(Collected data entries)
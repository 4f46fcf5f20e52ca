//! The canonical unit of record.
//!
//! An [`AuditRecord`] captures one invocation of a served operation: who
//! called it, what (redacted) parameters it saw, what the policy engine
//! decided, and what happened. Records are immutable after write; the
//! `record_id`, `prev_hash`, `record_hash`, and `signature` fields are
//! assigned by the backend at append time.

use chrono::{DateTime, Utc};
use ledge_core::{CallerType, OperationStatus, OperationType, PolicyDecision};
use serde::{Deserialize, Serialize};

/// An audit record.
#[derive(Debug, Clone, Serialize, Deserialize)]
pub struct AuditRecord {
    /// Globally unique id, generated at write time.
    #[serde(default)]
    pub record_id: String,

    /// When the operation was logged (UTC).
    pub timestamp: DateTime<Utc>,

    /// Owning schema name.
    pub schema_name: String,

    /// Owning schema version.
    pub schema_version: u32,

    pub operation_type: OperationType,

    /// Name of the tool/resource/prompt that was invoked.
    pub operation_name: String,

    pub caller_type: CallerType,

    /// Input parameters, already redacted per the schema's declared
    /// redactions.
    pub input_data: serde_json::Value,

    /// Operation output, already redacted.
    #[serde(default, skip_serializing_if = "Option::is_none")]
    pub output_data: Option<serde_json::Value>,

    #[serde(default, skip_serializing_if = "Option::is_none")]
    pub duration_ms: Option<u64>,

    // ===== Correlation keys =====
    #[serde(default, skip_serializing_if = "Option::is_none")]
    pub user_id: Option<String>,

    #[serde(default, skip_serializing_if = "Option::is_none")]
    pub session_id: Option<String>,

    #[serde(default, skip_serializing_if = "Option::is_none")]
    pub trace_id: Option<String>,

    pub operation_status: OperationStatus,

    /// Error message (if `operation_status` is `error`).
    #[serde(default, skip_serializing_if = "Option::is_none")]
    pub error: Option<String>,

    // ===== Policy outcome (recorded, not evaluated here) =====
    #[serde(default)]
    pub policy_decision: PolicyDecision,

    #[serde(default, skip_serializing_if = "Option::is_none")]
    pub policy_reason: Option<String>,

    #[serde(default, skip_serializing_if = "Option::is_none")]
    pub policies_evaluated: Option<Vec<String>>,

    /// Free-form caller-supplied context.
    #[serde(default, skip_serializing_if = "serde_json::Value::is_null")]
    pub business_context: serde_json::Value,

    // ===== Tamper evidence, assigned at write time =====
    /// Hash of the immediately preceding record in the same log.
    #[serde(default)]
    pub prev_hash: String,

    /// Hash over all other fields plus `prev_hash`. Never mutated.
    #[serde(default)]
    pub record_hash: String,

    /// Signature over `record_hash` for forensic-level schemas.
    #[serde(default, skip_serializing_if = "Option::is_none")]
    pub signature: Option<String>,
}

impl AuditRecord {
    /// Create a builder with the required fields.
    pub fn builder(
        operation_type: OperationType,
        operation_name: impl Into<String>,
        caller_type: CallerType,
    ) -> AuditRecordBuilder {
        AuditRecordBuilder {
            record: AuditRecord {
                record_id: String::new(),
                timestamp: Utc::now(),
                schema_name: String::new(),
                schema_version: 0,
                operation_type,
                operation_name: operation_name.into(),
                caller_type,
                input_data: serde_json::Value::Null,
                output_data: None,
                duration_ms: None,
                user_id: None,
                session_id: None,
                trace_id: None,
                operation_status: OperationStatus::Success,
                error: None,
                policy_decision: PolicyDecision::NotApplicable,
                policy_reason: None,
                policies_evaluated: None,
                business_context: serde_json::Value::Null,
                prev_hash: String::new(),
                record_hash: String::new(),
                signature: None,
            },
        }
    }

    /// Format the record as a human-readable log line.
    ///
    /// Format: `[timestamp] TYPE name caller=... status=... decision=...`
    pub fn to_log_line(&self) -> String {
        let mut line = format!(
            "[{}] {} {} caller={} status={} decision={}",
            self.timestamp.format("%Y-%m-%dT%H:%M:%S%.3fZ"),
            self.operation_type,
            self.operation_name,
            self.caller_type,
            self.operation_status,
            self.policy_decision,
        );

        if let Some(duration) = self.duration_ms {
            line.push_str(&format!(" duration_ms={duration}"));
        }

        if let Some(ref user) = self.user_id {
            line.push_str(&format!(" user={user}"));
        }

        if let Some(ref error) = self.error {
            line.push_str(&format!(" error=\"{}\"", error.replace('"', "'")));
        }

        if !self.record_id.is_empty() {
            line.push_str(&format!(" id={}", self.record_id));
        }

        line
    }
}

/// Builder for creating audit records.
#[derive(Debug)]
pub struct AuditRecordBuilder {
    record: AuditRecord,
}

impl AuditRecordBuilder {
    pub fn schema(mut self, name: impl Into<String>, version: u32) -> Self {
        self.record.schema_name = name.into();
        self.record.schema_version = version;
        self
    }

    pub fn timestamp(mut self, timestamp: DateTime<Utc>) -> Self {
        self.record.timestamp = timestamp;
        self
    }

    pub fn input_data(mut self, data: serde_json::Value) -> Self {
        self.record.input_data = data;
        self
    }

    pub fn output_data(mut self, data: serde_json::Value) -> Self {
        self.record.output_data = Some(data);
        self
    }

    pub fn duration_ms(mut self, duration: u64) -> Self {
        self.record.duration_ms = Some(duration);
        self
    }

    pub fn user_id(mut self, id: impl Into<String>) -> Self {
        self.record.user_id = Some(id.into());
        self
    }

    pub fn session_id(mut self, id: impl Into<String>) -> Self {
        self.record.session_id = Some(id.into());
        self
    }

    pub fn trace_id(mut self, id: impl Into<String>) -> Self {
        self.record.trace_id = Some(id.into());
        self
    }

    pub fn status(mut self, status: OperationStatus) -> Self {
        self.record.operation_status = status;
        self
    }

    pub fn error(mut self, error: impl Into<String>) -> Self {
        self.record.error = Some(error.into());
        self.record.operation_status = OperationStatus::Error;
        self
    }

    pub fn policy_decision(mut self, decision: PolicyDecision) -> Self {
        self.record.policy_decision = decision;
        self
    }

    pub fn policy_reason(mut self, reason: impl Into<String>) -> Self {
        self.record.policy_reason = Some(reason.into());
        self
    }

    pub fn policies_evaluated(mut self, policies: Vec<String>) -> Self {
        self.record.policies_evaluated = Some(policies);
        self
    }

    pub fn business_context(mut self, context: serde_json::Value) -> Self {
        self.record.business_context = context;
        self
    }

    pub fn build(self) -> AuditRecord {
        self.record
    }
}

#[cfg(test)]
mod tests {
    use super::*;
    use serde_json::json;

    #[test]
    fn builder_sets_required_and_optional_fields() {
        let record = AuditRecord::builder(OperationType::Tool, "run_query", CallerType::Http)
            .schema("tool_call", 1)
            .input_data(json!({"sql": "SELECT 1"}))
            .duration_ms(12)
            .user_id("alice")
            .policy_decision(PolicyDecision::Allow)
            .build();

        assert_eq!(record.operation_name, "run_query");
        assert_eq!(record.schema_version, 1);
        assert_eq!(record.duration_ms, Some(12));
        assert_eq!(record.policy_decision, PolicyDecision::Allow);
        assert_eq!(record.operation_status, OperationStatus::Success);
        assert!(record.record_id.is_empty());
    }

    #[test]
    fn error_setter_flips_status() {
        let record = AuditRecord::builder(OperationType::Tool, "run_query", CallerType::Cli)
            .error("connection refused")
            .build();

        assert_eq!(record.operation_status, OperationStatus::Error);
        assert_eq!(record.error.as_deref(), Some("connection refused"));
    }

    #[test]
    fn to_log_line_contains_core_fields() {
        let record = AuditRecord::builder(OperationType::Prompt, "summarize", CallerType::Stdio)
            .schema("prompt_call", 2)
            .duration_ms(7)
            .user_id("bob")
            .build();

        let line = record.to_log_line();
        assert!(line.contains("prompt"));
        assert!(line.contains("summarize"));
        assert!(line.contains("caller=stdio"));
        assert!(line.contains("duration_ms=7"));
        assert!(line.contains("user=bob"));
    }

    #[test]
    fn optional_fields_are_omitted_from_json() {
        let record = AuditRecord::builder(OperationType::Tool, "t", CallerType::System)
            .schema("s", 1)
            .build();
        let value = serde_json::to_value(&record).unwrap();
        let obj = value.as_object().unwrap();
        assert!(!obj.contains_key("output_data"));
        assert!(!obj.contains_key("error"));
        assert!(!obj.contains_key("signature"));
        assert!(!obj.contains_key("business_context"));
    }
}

==

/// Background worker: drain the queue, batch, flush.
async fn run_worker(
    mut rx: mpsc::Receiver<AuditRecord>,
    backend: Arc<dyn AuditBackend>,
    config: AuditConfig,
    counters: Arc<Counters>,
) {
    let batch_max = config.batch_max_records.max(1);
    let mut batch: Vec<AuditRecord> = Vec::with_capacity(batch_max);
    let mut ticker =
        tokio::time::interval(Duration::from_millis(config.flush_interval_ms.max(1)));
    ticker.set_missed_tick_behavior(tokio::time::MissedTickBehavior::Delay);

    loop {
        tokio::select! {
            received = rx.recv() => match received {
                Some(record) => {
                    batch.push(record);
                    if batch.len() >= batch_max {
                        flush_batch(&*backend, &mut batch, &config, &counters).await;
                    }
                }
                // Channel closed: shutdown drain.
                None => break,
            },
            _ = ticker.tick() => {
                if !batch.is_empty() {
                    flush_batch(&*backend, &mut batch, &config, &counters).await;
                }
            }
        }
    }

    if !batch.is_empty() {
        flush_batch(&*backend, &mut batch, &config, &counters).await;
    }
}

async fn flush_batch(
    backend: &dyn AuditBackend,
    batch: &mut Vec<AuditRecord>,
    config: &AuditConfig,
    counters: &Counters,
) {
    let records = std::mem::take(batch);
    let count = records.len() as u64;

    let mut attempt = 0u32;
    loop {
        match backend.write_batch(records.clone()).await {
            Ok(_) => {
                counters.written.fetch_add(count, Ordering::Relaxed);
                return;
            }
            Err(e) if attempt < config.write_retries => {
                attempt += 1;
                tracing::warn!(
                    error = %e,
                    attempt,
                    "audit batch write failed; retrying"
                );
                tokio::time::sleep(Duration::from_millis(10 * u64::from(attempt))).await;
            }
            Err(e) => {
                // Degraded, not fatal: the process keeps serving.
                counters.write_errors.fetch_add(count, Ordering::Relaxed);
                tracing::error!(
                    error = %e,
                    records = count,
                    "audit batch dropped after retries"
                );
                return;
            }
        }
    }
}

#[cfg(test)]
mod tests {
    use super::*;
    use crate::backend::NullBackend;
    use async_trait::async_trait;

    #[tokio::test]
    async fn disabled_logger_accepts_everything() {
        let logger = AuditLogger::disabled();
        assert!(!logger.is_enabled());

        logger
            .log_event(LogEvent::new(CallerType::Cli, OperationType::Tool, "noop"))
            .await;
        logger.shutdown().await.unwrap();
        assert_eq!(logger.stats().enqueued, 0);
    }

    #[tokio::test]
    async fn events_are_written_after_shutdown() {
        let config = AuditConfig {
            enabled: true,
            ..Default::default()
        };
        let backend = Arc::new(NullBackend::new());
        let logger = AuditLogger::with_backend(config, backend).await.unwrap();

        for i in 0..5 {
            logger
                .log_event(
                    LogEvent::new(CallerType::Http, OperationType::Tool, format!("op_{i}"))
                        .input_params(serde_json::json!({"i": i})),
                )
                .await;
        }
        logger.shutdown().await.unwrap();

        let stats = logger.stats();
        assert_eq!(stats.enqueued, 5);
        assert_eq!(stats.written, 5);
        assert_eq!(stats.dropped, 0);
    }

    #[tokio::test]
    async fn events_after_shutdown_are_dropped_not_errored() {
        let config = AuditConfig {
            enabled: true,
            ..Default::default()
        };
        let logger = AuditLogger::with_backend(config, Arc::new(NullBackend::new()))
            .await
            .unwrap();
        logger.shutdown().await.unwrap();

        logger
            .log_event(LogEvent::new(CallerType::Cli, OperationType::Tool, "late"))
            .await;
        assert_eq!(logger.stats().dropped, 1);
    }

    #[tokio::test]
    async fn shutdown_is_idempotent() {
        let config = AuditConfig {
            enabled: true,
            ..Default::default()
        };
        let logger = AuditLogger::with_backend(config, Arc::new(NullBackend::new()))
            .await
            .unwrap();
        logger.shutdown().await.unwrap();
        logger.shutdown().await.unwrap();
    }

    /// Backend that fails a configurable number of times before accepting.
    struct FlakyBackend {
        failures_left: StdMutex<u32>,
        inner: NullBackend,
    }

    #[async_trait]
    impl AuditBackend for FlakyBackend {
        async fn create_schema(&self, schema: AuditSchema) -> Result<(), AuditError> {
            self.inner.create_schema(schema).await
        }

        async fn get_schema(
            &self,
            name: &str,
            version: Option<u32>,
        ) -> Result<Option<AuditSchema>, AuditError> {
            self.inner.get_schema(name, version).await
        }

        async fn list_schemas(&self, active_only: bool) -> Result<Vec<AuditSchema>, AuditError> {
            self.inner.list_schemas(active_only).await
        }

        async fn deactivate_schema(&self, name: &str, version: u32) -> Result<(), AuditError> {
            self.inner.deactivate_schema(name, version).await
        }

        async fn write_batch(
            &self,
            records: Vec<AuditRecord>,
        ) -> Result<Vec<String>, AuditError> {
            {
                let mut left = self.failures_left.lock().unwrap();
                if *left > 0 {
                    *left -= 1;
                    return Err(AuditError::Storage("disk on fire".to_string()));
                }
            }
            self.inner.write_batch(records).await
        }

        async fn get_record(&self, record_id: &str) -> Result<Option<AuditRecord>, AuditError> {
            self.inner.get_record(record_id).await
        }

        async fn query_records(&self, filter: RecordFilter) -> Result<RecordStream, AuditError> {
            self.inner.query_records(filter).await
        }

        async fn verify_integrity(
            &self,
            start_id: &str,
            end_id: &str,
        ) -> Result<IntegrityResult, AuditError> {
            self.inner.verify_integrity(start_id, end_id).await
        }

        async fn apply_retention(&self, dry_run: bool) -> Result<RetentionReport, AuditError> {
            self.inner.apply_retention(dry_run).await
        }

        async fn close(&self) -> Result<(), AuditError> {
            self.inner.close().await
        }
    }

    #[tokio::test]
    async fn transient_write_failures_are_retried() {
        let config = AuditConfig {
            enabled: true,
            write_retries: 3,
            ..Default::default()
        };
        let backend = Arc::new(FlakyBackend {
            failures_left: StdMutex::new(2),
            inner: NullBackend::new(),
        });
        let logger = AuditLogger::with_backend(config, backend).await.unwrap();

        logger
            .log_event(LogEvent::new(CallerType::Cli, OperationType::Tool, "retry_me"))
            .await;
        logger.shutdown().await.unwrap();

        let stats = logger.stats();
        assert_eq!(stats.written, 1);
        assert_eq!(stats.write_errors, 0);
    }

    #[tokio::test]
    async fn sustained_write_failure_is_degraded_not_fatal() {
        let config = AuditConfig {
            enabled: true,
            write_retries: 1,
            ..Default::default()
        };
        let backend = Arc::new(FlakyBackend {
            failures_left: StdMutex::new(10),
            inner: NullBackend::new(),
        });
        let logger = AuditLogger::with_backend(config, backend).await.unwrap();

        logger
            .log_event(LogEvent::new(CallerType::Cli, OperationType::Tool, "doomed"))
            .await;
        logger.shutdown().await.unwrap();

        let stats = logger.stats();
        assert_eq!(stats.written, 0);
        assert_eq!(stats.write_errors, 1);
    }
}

--

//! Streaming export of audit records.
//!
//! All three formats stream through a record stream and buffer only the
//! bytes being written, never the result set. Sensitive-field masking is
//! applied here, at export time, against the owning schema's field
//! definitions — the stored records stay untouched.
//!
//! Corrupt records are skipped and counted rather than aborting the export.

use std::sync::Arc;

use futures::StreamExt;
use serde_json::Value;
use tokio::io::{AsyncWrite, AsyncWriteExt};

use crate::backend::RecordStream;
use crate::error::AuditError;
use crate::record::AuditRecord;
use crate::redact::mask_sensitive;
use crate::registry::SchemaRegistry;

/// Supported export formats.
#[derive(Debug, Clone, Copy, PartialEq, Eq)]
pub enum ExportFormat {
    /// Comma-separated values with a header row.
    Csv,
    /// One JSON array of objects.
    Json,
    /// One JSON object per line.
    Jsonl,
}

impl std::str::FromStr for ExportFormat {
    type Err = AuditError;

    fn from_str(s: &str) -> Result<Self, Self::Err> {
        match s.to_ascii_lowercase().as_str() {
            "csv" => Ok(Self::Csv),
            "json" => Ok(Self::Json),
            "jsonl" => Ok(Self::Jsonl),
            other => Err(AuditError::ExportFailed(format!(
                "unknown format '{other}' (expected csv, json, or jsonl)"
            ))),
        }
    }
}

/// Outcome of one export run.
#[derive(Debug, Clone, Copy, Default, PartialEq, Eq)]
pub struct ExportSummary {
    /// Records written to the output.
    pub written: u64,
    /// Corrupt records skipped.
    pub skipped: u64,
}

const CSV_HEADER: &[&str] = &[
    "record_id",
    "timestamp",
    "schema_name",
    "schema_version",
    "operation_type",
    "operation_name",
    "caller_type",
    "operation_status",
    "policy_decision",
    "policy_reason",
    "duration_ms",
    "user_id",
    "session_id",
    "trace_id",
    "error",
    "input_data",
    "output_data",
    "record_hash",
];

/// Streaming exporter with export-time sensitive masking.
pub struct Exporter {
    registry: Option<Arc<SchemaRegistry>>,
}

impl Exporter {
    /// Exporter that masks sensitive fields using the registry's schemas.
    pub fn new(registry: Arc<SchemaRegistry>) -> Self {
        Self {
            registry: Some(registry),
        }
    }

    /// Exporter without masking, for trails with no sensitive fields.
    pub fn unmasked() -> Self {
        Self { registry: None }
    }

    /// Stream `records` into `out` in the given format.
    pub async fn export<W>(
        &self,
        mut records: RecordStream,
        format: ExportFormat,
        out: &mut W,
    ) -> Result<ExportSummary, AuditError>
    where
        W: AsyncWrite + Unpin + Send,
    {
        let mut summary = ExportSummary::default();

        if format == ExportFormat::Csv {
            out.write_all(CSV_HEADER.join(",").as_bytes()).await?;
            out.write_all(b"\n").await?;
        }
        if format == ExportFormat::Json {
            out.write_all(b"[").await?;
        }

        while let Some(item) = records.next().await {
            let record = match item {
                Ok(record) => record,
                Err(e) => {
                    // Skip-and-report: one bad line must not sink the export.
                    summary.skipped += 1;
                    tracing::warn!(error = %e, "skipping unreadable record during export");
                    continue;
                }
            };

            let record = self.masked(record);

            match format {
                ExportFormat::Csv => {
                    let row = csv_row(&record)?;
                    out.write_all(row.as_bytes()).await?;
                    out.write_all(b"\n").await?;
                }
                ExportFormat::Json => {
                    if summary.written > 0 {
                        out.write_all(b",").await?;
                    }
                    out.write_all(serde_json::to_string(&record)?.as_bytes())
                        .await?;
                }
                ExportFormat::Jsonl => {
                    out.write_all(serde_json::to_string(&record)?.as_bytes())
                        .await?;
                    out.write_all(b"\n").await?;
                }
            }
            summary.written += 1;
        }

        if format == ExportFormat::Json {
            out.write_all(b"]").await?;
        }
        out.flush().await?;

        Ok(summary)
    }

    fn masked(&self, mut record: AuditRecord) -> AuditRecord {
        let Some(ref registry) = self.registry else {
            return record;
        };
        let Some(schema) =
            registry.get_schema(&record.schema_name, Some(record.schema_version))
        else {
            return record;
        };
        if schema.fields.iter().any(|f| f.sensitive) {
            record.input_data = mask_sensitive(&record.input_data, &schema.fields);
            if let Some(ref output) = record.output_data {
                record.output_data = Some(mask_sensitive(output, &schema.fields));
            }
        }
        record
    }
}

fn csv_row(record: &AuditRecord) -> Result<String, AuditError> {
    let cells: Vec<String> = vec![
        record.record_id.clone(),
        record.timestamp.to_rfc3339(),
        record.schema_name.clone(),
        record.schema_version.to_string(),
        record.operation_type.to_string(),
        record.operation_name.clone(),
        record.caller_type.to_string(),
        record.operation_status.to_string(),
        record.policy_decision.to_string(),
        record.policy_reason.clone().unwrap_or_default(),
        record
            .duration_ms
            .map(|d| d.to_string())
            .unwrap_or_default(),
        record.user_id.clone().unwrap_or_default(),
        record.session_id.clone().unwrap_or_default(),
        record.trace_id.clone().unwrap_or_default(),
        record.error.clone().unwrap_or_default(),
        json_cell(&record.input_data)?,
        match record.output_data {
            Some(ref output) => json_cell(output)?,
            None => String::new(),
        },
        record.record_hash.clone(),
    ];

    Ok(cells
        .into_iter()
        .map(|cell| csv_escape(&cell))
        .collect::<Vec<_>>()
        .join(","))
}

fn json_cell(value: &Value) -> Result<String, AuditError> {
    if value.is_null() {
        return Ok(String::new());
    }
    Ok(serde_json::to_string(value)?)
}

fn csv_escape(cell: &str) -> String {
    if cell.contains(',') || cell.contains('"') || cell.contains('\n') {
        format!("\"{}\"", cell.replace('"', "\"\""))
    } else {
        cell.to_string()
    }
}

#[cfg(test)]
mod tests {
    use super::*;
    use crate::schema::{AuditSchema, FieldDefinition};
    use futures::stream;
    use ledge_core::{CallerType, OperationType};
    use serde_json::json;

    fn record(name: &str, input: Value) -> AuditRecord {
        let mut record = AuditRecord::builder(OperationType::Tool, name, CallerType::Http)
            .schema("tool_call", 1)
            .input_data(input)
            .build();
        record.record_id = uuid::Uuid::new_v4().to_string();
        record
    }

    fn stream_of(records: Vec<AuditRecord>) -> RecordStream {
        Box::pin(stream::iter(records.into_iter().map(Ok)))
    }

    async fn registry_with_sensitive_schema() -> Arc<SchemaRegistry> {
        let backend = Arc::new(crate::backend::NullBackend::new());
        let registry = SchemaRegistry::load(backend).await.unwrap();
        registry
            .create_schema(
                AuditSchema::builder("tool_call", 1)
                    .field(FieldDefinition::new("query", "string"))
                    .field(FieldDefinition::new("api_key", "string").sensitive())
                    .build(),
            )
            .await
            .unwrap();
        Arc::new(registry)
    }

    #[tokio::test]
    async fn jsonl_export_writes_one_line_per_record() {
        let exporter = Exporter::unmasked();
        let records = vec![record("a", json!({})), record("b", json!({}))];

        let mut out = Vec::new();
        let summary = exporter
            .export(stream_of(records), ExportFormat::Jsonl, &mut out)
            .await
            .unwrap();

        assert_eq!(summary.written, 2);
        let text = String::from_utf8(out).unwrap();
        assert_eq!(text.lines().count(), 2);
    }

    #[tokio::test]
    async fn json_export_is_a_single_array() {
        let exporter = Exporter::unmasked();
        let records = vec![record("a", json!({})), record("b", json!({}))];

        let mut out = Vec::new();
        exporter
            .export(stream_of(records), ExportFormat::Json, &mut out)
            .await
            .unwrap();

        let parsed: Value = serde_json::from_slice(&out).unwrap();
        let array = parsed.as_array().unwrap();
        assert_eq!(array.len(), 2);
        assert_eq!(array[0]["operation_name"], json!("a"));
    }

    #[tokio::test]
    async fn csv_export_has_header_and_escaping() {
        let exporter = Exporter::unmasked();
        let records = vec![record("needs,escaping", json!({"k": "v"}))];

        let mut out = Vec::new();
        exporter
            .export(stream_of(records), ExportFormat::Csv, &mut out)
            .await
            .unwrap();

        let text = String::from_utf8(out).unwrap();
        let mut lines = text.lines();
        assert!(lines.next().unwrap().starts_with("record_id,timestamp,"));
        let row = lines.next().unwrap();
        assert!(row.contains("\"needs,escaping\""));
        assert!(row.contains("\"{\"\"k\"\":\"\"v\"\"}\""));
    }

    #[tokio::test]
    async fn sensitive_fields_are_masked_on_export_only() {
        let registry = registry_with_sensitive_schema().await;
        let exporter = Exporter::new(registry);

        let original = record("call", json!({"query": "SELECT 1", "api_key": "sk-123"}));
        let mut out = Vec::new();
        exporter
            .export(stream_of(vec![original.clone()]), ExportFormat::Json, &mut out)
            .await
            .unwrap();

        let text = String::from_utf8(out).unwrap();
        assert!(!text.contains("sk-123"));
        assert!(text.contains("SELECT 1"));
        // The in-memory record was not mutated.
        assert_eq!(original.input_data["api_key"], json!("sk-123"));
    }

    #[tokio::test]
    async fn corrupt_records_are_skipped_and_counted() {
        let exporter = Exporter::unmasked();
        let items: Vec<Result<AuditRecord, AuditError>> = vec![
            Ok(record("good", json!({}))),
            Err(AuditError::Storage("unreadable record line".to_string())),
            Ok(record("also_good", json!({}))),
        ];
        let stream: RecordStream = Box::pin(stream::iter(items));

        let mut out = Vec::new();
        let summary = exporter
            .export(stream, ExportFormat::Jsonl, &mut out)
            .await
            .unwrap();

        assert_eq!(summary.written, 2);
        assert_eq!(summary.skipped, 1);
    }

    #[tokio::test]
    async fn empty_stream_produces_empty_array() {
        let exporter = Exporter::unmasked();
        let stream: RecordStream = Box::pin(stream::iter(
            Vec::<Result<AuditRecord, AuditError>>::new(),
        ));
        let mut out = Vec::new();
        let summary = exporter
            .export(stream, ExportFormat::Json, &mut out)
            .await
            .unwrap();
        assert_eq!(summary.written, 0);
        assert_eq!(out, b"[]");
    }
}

[Problem to solve]: From the records above, transcribe without alteration every line from the one with "async fn deactivate_schema(&self, name: &str, version: u32)" to the one with "-> Result<IntegrityResult, AuditError>", inclusive.

[Response area]:
        async fn deactivate_schema(&self, name: &str, version: u32) -> Result<(), AuditError> {
            self.inner.deactivate_schema(name, version).await
        }

        async fn write_batch(
            &self,
            records: Vec<AuditRecord>,
        ) -> Result<Vec<String>, AuditError> {
            {
                let mut left = self.failures_left.lock().unwrap();
                if *left > 0 {
                    *left -= 1;
                    return Err(AuditError::Storage("disk on fire".to_string()));
                }
            }
            self.inner.write_batch(records).await
        }

        async fn get_record(&self, record_id: &str) -> Result<Option<AuditRecord>, AuditError> {
            self.inner.get_record(record_id).await
        }

        async fn query_records(&self, filter: RecordFilter) -> Result<RecordStream, AuditError> {
            self.inner.query_records(filter).await
        }

        async fn verify_integrity(
            &self,
            start_id: &str,
            end_id: &str,
        ) -> Result<IntegrityResult, AuditError> {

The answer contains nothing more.